Efforts to address water quality are important. After climate changepoor water quality is the most pressing problem facing the reef. It’s largely caused by nutrients, pesticides and sediment runoff from agriculture and coastal development. 

But governments have already spent hundreds of millions trying to improve water quality, with only limited success. Reducing water pollution requires more effective spending, not just more funds.

This is just one example of how money alone cannot fix all the Great Barrier Reef’s problems. Improving water quality requires the right balance between voluntary industry-led approaches and enforcing the rules. 

The Queensland government must greatly increase its compliance and enforcement on matters such as fertilizer runoff entering creeks that flow to the reef. While many farmers are doing the right thing, others clearly are not.

And to improve water quality, governments must be prepared to limit clearing and agriculture expansion in reef catchment areas.
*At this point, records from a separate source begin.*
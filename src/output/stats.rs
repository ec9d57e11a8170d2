//! Statistics generation from the comment store
//!
//! This module provides functionality for extracting and displaying
//! harvest statistics, both for the stored history and for one run.

use crate::crawler::CrawlReport;
use crate::storage::{CommentStore, PostCount, StorageResult};

/// Number of posts listed in the per-post breakdown
const TOP_POSTS: usize = 10;

/// Comment store statistics summary
#[derive(Debug, Clone, Default, PartialEq)]
pub struct CommentStatistics {
    /// Total number of stored comments
    pub total_comments: u64,

    /// Number of flagged comments
    pub flagged: u64,

    /// Per-post counts, most commented first
    pub posts: Vec<PostCount>,
}

impl CommentStatistics {
    /// Flagged share of all comments, in percent
    pub fn flagged_rate(&self) -> f64 {
        percentage(self.flagged, self.total_comments)
    }
}

fn percentage(part: u64, total: u64) -> f64 {
    if total > 0 {
        (part as f64 / total as f64) * 100.0
    } else {
        0.0
    }
}

/// Loads statistics from storage
///
/// # Arguments
///
/// * `store` - The comment store to query
///
/// # Returns
///
/// * `Ok(CommentStatistics)` - Successfully loaded statistics
/// * `Err(StorageError)` - Failed to query statistics
pub fn load_statistics(store: &dyn CommentStore) -> StorageResult<CommentStatistics> {
    Ok(CommentStatistics {
        total_comments: store.count_comments()?,
        flagged: store.count_flagged()?,
        posts: store.comments_per_post()?,
    })
}

/// Prints statistics to stdout in a formatted manner
///
/// # Arguments
///
/// * `stats` - The statistics to display
pub fn print_statistics(stats: &CommentStatistics) {
    println!("=== Comment Statistics ===\n");

    println!("Overview:");
    println!("  Posts: {}", stats.posts.len());
    println!("  Comments stored: {}", stats.total_comments);
    println!(
        "  Flagged: {} ({:.1}%)",
        stats.flagged,
        stats.flagged_rate()
    );
    println!();

    if !stats.posts.is_empty() {
        println!("Top Posts:");
        for post in stats.posts.iter().take(TOP_POSTS) {
            let title = post.post_title.as_deref().unwrap_or("(untitled)");
            println!(
                "  {} flagged / {} comments  {}  {}",
                post.flagged, post.comments, title, post.post_url
            );
        }
        if stats.posts.len() > TOP_POSTS {
            println!("  ... and {} more", stats.posts.len() - TOP_POSTS);
        }
        println!();
    }
}

/// Prints the outcome of one crawl run
pub fn print_run_summary(report: &CrawlReport, stored: usize) {
    println!("=== Crawl Summary ===\n");
    println!("Target: {}", report.target);
    println!("Final state: {}", report.trail.current());
    println!("Posts visited: {}", report.posts.len());

    for post in &report.posts {
        let profile = post
            .profile
            .map(|p| p.to_string())
            .unwrap_or_else(|| "none".to_string());
        println!(
            "  {} comments, {} flagged [{}] {}",
            post.comments, post.flagged, profile, post.url
        );
    }

    println!(
        "Comments: {} ({} flagged, {:.1}%)",
        report.total_comments(),
        report.flagged_count(),
        percentage(report.flagged_count() as u64, report.total_comments() as u64)
    );
    println!("Stored: {}", stored);
}

#[cfg(test)]
mod tests {
    use super::*;
    use crate::comment::{comment_id, ScoredComment};
    use crate::storage::SqliteStore;

    fn row(post: &str, text: &str, flagged: bool) -> ScoredComment {
        ScoredComment {
            id: comment_id(post, "a", text),
            post_url: post.to_string(),
            post_title: None,
            author: "a".to_string(),
            text: text.to_string(),
            scraped_at: "2026-01-01T00:00:00+00:00".to_string(),
            rule_score: 0.0,
            model_scores: None,
            flagged,
        }
    }

    #[test]
    fn test_load_statistics() {
        let mut store = SqliteStore::new_in_memory().unwrap();
        store
            .upsert(&[
                row("p1", "one", true),
                row("p1", "two", false),
                row("p2", "three", false),
                row("p2", "four", false),
            ])
            .unwrap();

        let stats = load_statistics(&store).unwrap();
        assert_eq!(stats.total_comments, 4);
        assert_eq!(stats.flagged, 1);
        assert_eq!(stats.posts.len(), 2);
        assert_eq!(stats.flagged_rate(), 25.0);
    }

    #[test]
    fn test_empty_store() {
        let store = SqliteStore::new_in_memory().unwrap();
        let stats = load_statistics(&store).unwrap();
        assert_eq!(stats, CommentStatistics::default());
        assert_eq!(stats.flagged_rate(), 0.0);
    }
}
Learning from our mistakes

For years, the federal government has known the pressures facing the Great Barrier Reef. But it continues to maintain a “business as usual” attitude in the face of the worsening climate crisis. Governments worldwide must dramatically increase their climate ambitions—and for the Great Barrier Reef, this action should start at home.

As the Murray-Darling Basin experience shows, throwing funding at an environmental catastrophe does not fix the problem, especially if the core issue remains unaddressed.

The government must also better allocate funds to achieve effective and timely “adaptive management.” This involves decision-making that can be adjusted as outcomes become better understood.